[Task item] Return each line of the records holding the string "info".

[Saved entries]
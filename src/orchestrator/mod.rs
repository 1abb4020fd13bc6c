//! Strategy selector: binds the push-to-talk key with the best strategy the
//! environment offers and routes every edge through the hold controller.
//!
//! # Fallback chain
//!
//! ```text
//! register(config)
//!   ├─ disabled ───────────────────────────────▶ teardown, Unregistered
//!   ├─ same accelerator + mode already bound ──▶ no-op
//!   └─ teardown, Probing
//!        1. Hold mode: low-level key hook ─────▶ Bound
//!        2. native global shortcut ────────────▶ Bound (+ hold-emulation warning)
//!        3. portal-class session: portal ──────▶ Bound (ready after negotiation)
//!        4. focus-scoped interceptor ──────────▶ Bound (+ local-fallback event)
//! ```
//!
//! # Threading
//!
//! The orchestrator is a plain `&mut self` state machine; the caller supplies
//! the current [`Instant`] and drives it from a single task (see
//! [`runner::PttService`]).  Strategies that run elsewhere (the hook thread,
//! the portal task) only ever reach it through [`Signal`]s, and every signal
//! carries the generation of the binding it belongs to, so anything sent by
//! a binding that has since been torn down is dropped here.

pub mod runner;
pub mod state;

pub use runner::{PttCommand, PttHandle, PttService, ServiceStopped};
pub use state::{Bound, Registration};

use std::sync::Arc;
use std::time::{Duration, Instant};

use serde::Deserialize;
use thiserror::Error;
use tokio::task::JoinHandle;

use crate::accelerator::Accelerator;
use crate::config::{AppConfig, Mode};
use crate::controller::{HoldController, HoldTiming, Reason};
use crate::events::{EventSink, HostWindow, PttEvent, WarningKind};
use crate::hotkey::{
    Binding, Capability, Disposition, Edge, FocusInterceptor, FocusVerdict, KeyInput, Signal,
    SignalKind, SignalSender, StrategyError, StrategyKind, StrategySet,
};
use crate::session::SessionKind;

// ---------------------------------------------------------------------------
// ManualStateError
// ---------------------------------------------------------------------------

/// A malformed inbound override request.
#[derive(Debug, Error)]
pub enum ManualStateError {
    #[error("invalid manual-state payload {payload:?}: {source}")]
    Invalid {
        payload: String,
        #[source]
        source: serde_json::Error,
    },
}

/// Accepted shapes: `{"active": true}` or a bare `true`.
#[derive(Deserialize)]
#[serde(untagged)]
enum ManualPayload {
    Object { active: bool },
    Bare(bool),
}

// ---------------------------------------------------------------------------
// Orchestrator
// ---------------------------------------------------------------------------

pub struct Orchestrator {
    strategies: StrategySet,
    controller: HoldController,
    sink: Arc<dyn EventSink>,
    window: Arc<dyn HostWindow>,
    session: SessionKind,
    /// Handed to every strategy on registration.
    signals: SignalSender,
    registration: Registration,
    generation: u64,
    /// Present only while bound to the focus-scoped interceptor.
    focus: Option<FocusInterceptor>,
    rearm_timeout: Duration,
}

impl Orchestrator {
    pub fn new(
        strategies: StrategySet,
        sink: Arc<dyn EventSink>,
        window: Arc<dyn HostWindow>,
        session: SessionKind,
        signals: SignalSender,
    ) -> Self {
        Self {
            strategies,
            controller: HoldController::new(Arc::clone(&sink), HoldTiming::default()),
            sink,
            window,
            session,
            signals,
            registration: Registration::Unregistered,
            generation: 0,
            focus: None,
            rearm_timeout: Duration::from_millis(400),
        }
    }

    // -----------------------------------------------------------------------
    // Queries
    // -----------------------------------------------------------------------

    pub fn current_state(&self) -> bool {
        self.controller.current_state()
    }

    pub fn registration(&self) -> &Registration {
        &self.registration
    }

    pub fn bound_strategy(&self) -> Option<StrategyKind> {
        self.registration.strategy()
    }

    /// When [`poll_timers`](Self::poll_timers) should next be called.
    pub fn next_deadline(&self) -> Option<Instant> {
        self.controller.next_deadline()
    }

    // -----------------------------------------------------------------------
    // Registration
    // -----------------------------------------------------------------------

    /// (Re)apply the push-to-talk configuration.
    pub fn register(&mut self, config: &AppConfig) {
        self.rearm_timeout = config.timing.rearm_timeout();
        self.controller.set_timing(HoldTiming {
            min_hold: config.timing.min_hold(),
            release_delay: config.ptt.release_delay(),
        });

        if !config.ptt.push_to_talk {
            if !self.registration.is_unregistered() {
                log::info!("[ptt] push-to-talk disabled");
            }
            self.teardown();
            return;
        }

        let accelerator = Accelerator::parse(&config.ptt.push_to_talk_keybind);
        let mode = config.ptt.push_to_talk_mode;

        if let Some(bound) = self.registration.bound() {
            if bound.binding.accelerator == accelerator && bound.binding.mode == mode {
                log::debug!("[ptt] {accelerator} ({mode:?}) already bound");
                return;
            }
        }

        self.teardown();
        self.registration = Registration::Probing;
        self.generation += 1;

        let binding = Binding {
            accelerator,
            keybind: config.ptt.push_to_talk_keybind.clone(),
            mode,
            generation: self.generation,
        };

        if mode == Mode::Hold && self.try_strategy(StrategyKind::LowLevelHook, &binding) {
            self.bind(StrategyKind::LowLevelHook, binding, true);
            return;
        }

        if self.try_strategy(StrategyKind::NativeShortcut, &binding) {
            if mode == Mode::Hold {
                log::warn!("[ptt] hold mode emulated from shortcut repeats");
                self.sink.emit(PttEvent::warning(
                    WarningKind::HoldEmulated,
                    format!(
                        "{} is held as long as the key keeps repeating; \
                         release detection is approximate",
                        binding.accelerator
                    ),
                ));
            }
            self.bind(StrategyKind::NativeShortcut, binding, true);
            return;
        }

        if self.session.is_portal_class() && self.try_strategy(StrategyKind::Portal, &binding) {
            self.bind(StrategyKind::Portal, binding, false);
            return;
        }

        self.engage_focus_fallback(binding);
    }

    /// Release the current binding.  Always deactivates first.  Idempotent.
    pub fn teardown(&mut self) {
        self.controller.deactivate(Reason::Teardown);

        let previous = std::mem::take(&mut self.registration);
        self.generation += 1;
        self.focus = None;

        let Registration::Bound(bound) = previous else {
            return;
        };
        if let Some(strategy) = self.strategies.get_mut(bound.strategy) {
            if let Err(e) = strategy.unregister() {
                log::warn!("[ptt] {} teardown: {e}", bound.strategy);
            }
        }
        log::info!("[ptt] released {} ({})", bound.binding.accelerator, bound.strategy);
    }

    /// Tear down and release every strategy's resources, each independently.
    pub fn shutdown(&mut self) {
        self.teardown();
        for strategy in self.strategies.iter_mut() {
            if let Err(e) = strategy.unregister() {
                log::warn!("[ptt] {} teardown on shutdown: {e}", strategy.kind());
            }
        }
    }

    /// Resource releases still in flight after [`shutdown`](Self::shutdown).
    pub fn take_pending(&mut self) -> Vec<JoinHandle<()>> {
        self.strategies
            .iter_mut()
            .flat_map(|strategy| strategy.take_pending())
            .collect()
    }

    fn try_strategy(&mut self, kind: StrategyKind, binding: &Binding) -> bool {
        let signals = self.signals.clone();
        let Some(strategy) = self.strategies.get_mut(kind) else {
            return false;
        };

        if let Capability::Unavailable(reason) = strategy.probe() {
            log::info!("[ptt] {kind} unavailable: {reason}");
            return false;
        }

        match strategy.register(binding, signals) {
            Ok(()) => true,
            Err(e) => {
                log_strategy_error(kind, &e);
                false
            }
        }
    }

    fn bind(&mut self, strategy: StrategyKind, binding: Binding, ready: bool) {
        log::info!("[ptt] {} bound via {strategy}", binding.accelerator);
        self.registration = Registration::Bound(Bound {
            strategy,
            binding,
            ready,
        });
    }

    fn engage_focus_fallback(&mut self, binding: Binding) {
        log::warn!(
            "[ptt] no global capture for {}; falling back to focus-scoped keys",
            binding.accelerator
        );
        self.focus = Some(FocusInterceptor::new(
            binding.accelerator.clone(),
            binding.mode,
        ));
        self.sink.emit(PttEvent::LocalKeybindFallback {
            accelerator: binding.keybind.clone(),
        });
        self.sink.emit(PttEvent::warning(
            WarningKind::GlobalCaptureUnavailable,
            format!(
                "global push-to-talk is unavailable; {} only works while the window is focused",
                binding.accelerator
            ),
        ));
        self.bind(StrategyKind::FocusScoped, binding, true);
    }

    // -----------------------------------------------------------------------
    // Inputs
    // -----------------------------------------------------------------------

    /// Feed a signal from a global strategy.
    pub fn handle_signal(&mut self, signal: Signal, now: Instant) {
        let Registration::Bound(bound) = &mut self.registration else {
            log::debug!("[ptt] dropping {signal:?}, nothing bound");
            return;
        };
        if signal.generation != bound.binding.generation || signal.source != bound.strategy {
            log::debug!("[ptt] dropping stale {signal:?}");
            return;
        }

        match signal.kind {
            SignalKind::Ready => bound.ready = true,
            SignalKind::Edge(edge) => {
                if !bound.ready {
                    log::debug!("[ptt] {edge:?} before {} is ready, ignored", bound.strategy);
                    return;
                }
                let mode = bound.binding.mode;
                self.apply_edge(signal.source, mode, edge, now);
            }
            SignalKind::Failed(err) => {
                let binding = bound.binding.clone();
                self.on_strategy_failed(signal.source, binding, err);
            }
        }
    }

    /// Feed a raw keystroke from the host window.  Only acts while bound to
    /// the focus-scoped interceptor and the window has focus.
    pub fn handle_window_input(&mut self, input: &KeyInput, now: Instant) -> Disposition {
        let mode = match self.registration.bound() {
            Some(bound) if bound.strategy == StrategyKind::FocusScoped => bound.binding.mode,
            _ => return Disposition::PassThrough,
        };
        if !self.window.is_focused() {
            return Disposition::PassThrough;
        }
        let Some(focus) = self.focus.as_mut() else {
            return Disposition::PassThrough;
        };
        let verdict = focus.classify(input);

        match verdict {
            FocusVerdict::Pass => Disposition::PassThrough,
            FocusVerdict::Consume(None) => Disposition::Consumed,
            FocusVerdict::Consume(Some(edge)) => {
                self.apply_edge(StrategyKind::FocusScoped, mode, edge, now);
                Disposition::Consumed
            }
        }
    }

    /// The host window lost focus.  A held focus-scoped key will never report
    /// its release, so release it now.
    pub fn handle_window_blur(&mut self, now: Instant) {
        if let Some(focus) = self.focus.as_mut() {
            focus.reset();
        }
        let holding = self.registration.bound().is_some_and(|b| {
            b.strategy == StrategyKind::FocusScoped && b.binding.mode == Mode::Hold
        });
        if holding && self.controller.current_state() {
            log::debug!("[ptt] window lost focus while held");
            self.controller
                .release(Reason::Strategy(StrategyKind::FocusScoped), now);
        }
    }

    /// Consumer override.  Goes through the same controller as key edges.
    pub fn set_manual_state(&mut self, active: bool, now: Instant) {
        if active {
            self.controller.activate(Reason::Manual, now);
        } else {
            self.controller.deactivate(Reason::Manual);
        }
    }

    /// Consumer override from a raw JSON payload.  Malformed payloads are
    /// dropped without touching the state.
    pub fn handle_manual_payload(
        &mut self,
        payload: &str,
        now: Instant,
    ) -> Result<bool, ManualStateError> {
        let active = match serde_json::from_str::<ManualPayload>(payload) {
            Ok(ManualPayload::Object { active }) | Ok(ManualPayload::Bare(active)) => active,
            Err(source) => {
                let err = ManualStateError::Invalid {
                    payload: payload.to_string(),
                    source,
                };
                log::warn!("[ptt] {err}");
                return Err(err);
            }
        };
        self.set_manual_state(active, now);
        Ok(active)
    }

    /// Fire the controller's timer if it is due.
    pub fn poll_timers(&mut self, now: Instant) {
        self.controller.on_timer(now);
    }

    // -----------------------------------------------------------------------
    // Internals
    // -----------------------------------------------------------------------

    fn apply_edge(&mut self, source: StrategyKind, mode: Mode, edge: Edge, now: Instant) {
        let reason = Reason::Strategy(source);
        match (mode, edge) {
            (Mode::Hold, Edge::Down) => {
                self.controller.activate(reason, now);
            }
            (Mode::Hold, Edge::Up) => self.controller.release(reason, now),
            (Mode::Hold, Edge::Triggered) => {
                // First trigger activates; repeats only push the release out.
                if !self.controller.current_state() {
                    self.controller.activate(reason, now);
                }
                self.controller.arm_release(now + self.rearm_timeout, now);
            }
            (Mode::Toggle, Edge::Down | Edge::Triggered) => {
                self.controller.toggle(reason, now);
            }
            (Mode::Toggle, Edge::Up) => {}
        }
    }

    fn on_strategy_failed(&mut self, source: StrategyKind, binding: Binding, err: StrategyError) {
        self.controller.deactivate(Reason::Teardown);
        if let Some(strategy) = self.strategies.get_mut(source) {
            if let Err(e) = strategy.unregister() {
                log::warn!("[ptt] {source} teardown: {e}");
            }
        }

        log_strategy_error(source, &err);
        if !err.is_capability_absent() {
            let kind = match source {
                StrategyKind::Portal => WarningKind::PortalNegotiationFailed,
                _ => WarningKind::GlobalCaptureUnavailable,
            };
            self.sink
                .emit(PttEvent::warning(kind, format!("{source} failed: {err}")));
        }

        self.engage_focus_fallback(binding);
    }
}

[Result]
                log::info!("[ptt] push-to-talk disabled");
        log::info!("[ptt] released {} ({})", bound.binding.accelerator, bound.strategy);
            log::info!("[ptt] {kind} unavailable: {reason}");
        log::info!("[ptt] {} bound via {strategy}", binding.accelerator);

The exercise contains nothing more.